┏━━

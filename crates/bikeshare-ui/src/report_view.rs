//! Plain-text rendering of the statistics reports.
//!
//! Every writer here takes the report by reference and returns an
//! [`io::Result`], so a failure in one section never prevents the caller
//! from rendering the next.

use std::io::{self, Write};
use std::time::Duration;

use bikeshare_core::formatting::{format_count, format_duration, format_number, percentage};
use bikeshare_core::models::{month_display_name, weekday_name, FilteredTable};
use bikeshare_data::reporters::{
    Breakdown, DurationStats, Mode, Stat, StationStats, TimeStats, UserStats,
};
use unicode_width::UnicodeWidthStr;

/// Rule printed after each section.
pub const SEPARATOR: &str = "----------------------------------------";

pub const NO_DATA: &str = "no data available";
pub const NOT_AVAILABLE: &str = "not available for this city";

// ── Helpers ───────────────────────────────────────────────────────────────────

fn describe<T>(stat: &Stat<T>, render: impl Fn(&T) -> String) -> String {
    match stat {
        Stat::Value(v) => render(v),
        Stat::NoData => NO_DATA.to_string(),
        Stat::NotAvailable => NOT_AVAILABLE.to_string(),
    }
}

fn with_count<T>(mode: &Mode<T>, label: impl Fn(&T) -> String, unit: &str) -> String {
    format!("{} ({} {})", label(&mode.value), format_count(mode.count), unit)
}

fn write_breakdown(out: &mut impl Write, title: &str, stat: &Stat<Breakdown>) -> io::Result<()> {
    match stat {
        Stat::Value(breakdown) => {
            writeln!(out, "{}:", title)?;
            let width = breakdown
                .entries
                .iter()
                .map(|(value, _)| value.width())
                .max()
                .unwrap_or(0);
            for (value, count) in &breakdown.entries {
                let share = percentage(*count as f64, breakdown.counted as f64, 1);
                // `{:<width$}` pads by chars, so fill by display width instead.
                let fill = " ".repeat(width - value.width());
                writeln!(
                    out,
                    "  {}{}  {} ({:.1}%)",
                    value,
                    fill,
                    format_count(*count),
                    share
                )?;
            }
            Ok(())
        }
        other => writeln!(out, "{}: {}", title, describe(other, |_| String::new())),
    }
}

fn write_footer(out: &mut impl Write, elapsed: Duration) -> io::Result<()> {
    writeln!(out, "\nThis took {:.6} seconds.", elapsed.as_secs_f64())?;
    writeln!(out, "{}", SEPARATOR)
}

fn month_label(number: &u32) -> String {
    month_display_name(*number)
        .map(str::to_string)
        .unwrap_or_else(|| format!("month {}", number))
}

// ── Sections ──────────────────────────────────────────────────────────────────

/// One-line summary of what was loaded.
pub fn write_table_summary(out: &mut impl Write, table: &FilteredTable) -> io::Result<()> {
    writeln!(
        out,
        "\nAnalysing {} of {} {} trips.",
        format_count(table.len()),
        format_count(table.total_rows),
        table.city
    )
}

pub fn write_time_stats(out: &mut impl Write, stats: &TimeStats) -> io::Result<()> {
    writeln!(out, "\nCalculating the most frequent times of travel...\n")?;
    writeln!(
        out,
        "Most common month: {}",
        describe(&stats.popular_month, |m| with_count(m, month_label, "trips"))
    )?;
    writeln!(
        out,
        "Most common day of week: {}",
        describe(&stats.popular_day, |m| with_count(
            m,
            |d| weekday_name(*d).to_string(),
            "trips"
        ))
    )?;
    writeln!(
        out,
        "Most common start hour: {}",
        describe(&stats.popular_hour, |m| with_count(
            m,
            |h| format!("{:02}:00", h),
            "trips"
        ))
    )?;
    write_footer(out, stats.elapsed)
}

pub fn write_station_stats(out: &mut impl Write, stats: &StationStats) -> io::Result<()> {
    writeln!(
        out,
        "\nCalculating the most popular stations and trip...\n"
    )?;
    writeln!(
        out,
        "Most commonly used start station: {}",
        describe(&stats.popular_start, |m| with_count(m, String::clone, "trips"))
    )?;
    writeln!(
        out,
        "Most commonly used end station: {}",
        describe(&stats.popular_end, |m| with_count(m, String::clone, "trips"))
    )?;
    writeln!(
        out,
        "Most frequent trip: {}",
        describe(&stats.popular_route, |m| with_count(m, String::clone, "trips"))
    )?;
    write_footer(out, stats.elapsed)
}

pub fn write_duration_stats(out: &mut impl Write, stats: &DurationStats) -> io::Result<()> {
    writeln!(out, "\nCalculating trip duration...\n")?;
    writeln!(
        out,
        "Total travel time: {}",
        describe(&stats.total_seconds, |s| format!(
            "{} seconds ({}) over {} trips",
            format_number(*s, 1),
            format_duration(*s),
            format_count(stats.trips)
        ))
    )?;
    writeln!(
        out,
        "Mean travel time: {}",
        describe(&stats.mean_seconds, |s| format!(
            "{} seconds ({})",
            format_number(*s, 1),
            format_duration(*s)
        ))
    )?;
    write_footer(out, stats.elapsed)
}

pub fn write_user_stats(out: &mut impl Write, stats: &UserStats) -> io::Result<()> {
    writeln!(out, "\nCalculating user stats...\n")?;
    write_breakdown(out, "Counts of user types", &stats.user_types)?;
    write_breakdown(out, "Counts of gender", &stats.genders)?;

    let year = |y: &i32| y.to_string();
    writeln!(
        out,
        "Earliest birth year: {}",
        describe(&stats.earliest_birth_year, year)
    )?;
    writeln!(
        out,
        "Most recent birth year: {}",
        describe(&stats.latest_birth_year, year)
    )?;
    writeln!(
        out,
        "Most common birth year: {}",
        describe(&stats.popular_birth_year, |m| with_count(m, year, "riders"))
    )?;
    write_footer(out, stats.elapsed)
}

// ── Tests ─────────────────────────────────────────────────────────────────────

┗━━

• [EXERCISE AIM] Repeat word for word the lines running from the line containing "describe(&stats.earliest_birth_year, year)" to the end of the entries above, inclusive.

• [TASK RESULT]
        describe(&stats.earliest_birth_year, year)
    )?;
    writeln!(
        out,
        "Most recent birth year: {}",
        describe(&stats.latest_birth_year, year)
    )?;
    writeln!(
        out,
        "Most common birth year: {}",
        describe(&stats.popular_birth_year, |m| with_count(m, year, "riders"))
    )?;
    write_footer(out, stats.elapsed)
}

// ── Tests ─────────────────────────────────────────────────────────────────────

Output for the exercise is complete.